You want to go to the System Preferences and look for Sound. under Sound you have three tabs. We're just going to focus on the Output and Input tabs right now. So the Output tab, you've got a list of all the devices hooked up that can support sound output. So for instance, you've got the internal speakers, and you've also got line out, the external speakers. You can also have different things, like on my MacPro I've got a digital out. I also have a USB Fast Track, which is an audio device that supports both inputs and outputs, and this here is actually a USB headset. Now, you can select any one of these and then you can also set the balance and the output volume. You can also select to show the volume in the menu bar, which puts that little icon up in the upper right corner of your Mac screen that allows you to control the volume directly from there without having to go to these preferences.
Now the Input section looks similar. I've got a list of devices here, so I've got line in, digital in, a Blue Snowball microphone, also the Fast Track device where I can hook up any external microphone to, and here's my headset. Below the list of inputs I've got one of the most important things, which is the input volume. So different devices are going to give you a different level. So for instance here I've got my Blue Snowball microphone selected, so I can adjust the volume here. I can see like this is too low and here I can put it up to maximum, since the mic's pretty far away from my mouth right now, but I could adjust it to the proper level. You want to kind of have it just a little bit above halfway when you speak at your loudest.
So if you set your output and your input, then you're all set for your audio, right? No, not quite, because some individual applications have their own settings. So, for instance, here I am in iChat. And I go to audio-video tab in iChat, and I can see at the bottom here I've got a list for microphone and sound output, and I can choose one of these. So I can choose something different than what I've chosen in the system preferences for both. Now I like the way Garage Band does it the best. You've got audio output and input in the Audio/MIDI tab in your Garage Band preferences. You can choose system setting, so it will obey your system preferences, or you can choose another device. Same thing for input.
Here's the popular audio editor Audacity, and in the preferences here, we have Audio I/O, and you can choose the playback device and the recording device. And here we are in the Skype preferences, and there's an audio tab in there as well, and you can choose an output device and an input device. You can even choose what output device you use for ringing.
Now, if you're an audio pro, and you want even more control over these devices, run the Audio MIDI Setup utility that's on your mac. You get a lot more control over the different devices.
A lot of times problems people have with applications like iChat and Skype is that the input devices simply are not set correctly. So knowing where these controls are can really help you.
I hope you found this useful. 'Til next time, this is Gary Rosenzweig with MacMost Now.

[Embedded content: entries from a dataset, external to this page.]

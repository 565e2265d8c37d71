use std::cmp::Ordering;
use std::collections::VecDeque;
use std::num::NonZeroUsize;

use crate::kdtree::traversal::Node;
use crate::kdtree::KDTree;
use crate::r#type::IndexableNum;

/// A point and its value, detached from any tree.
pub(crate) type Entry<N, V> = (Vec<N>, V);

/// A builder to create a [`KDTree`].
#[derive(Debug, Clone, Copy)]
pub struct KDTreeBuilder {
    k: usize,
    rebalance_factor: Option<NonZeroUsize>,
}

impl KDTreeBuilder {
    /// Create a new builder for a tree of `k` dimensions that never rebalances automatically.
    pub fn new(k: usize) -> Self {
        assert!(k > 0, "A KDTree needs at least one dimension.");
        Self {
            k,
            rebalance_factor: None,
        }
    }

    /// Rebuild the tree after every `factor` structural operations (insertions and deletions).
    ///
    /// A factor of `0` disables automatic rebalancing.
    pub fn rebalance_factor(mut self, factor: usize) -> Self {
        self.rebalance_factor = NonZeroUsize::new(factor);
        self
    }

    /// Consume this builder, creating an empty tree.
    pub fn finish<N: IndexableNum, V>(self) -> KDTree<N, V> {
        KDTree {
            k: self.k,
            root: None,
            num_items: 0,
            ops_count: 0,
            num_rebalances: 0,
            rebalance_factor: self.rebalance_factor,
        }
    }
}

/// Tear down the subtree rooted at `root`, returning its entries in in-order sequence.
pub(crate) fn flatten<N: IndexableNum, V>(root: Option<Box<Node<N, V>>>) -> Vec<Entry<N, V>> {
    let mut entries = vec![];
    let mut stack: Vec<Box<Node<N, V>>> = vec![];
    let mut current = root;

    loop {
        while let Some(mut node) = current {
            current = node.left.take();
            stack.push(node);
        }
        let Some(mut node) = stack.pop() else {
            break;
        };
        current = node.right.take();
        let Node { key, value, .. } = *node;
        entries.push((key, value));
    }

    entries
}

/// Work left over from the breadth-first rebuild: the two halves that still have to be placed
/// below the node at `parent`.
struct Pending<N, V> {
    parent: usize,
    left: Vec<Entry<N, V>>,
    right: Vec<Entry<N, V>>,
    depth: usize,
}

/// A freshly built node, linked to its children by position in the build order.
struct Slot<N, V> {
    entry: Entry<N, V>,
    left: Option<usize>,
    right: Option<usize>,
}

/// Build a balanced tree out of `entries`.
///
/// Each level is split around the median on that level's axis. Levels are built breadth-first
/// from an explicit queue.
pub(crate) fn rebuild<N: IndexableNum, V>(
    entries: Vec<Entry<N, V>>,
    k: usize,
) -> Option<Box<Node<N, V>>> {
    if entries.is_empty() {
        return None;
    }

    let mut slots: Vec<Slot<N, V>> = Vec::with_capacity(entries.len());
    let mut queue = VecDeque::new();

    let (median, left, right) = split_at_median(entries, 0, k);
    slots.push(Slot::new(median));
    queue.push_back(Pending {
        parent: 0,
        left,
        right,
        depth: 1,
    });

    while let Some(Pending {
        parent,
        left,
        right,
        depth,
    }) = queue.pop_front()
    {
        if !left.is_empty() {
            let (median, l, r) = split_at_median(left, depth, k);
            slots[parent].left = Some(slots.len());
            queue.push_back(Pending {
                parent: slots.len(),
                left: l,
                right: r,
                depth: depth + 1,
            });
            slots.push(Slot::new(median));
        }
        if !right.is_empty() {
            let (median, l, r) = split_at_median(right, depth, k);
            slots[parent].right = Some(slots.len());
            queue.push_back(Pending {
                parent: slots.len(),
                left: l,
                right: r,
                depth: depth + 1,
            });
            slots.push(Slot::new(median));
        }
    }

    // Children always come after their parent in build order, so linking from the back only ever
    // needs nodes that are already complete.
    let mut built: Vec<Option<Box<Node<N, V>>>> = Vec::with_capacity(slots.len());
    built.resize_with(slots.len(), || None);
    while let Some(slot) = slots.pop() {
        let (key, value) = slot.entry;
        let mut node = Node::new(key, value);
        node.left = slot.left.and_then(|i| built[i].take());
        node.right = slot.right.and_then(|i| built[i].take());
        built[slots.len()] = Some(Box::new(node));
    }
    built.swap_remove(0)
}

impl<N, V> Slot<N, V> {
    fn new(entry: Entry<N, V>) -> Self {
        Self {
            entry,
            left: None,
            right: None,
        }
    }
}

/// Pick the median of `entries` on the axis for `depth`, and split everything else around it.
fn split_at_median<N: IndexableNum, V>(
    mut entries: Vec<Entry<N, V>>,
    depth: usize,
    k: usize,
) -> (Entry<N, V>, Vec<Entry<N, V>>, Vec<Entry<N, V>>) {
    let axis = depth % k;
    let high = entries.len() - 1;
    let target = entries.len() / 2;
    let m = quick_select(&mut entries, 0, high, target, axis);
    get_left_right_nodes(entries, m, axis)
}

/// Lomuto quickselect: reorder `entries[low..=high]` until the entry of rank `target` on `axis`
/// is in place, and return its index.
///
/// When several entries share the median's coordinate, the leftmost of that run is returned so
/// the choice does not depend on where the pivot happened to land.
pub(crate) fn quick_select<N: IndexableNum, V>(
    entries: &mut [Entry<N, V>],
    mut low: usize,
    mut high: usize,
    target: usize,
    axis: usize,
) -> usize {
    loop {
        if low == high {
            return low;
        }

        let pivot = entries[high].0[axis];
        let mut j = low;
        for i in low..high {
            if entries[i].0[axis] < pivot {
                entries.swap(i, j);
                j += 1;
            }
        }
        entries.swap(j, high);

        match j.cmp(&target) {
            Ordering::Equal => {
                while j > 0 && entries[j - 1].0[axis] == entries[j].0[axis] {
                    j -= 1;
                }
                return j;
            }
            Ordering::Less => low = j + 1,
            Ordering::Greater => high = j - 1,
        }
    }
}

/// Take out the entry at `median` and partition the rest into those strictly below it on `axis`
/// and those at or above it. Relative order is kept on both sides.
pub(crate) fn get_left_right_nodes<N: IndexableNum, V>(
    mut entries: Vec<Entry<N, V>>,
    median: usize,
    axis: usize,
) -> (Entry<N, V>, Vec<Entry<N, V>>, Vec<Entry<N, V>>) {
    let median = entries.remove(median);
    let split = median.0[axis];
    let (left, right) = entries
        .into_iter()
        .partition(|(key, _)| key[axis] < split);
    (median, left, right)
}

Comments: 9 Responses to “MacMost Now 346: Sound Output and Input”

    RES
    4/23/10 @ 8:42 am

    Gary, I’ve set up all the audio inputs the same way on my Mac, Skype and Snowball and yet, when I record a conversation, my voice is still much lower (even though the audio input volume is set to the highest level) than my guest’s voice when recording via skype. I use audio hijack and record the guest’s voice via standard mode hijacking and record my voice via hijacking the Snowball. Any reasons you can think of why audio from the Snowball is still recorded much lower?

    Killian Griffin
    10/24/10 @ 4:34 pm

    I have a bluetooth headset (motorola s9), but can’t get the computer to recognize it as input and output. I can get one or the other but not both, is there any way to fix this?

    Thanks
    — Killian

      10/24/10 @ 5:33 pm

      Have you tried contacting the maker? They must have some sort of support. It might just not support both on Macs or PCs. Hard to say without having it.

    jacob were
    5/6/11 @ 8:33 am

    I have a phone with a bluetooth but it is not working.

      5/6/11 @ 8:42 am

      What do you mean by “it is not working.” What are you trying to do? What are the steps you are taking to do it? And what is happening that is unexpected?

    John Chennell
    12/1/11 @ 6:02 pm

    I have headphones with mic. I can’t get the mic to work. Both have 3.5mm plugs and have them in the correct ports. I’ve tried the settings in both SOUND and SPEECH with no luck. Can you please help?

    chris Tarsitano
    10/19/12 @ 9:31 am

    I have two microphones plugged in to my computer and both their inputs work fine but i can’t get them to work at the same time…

Comments Closed.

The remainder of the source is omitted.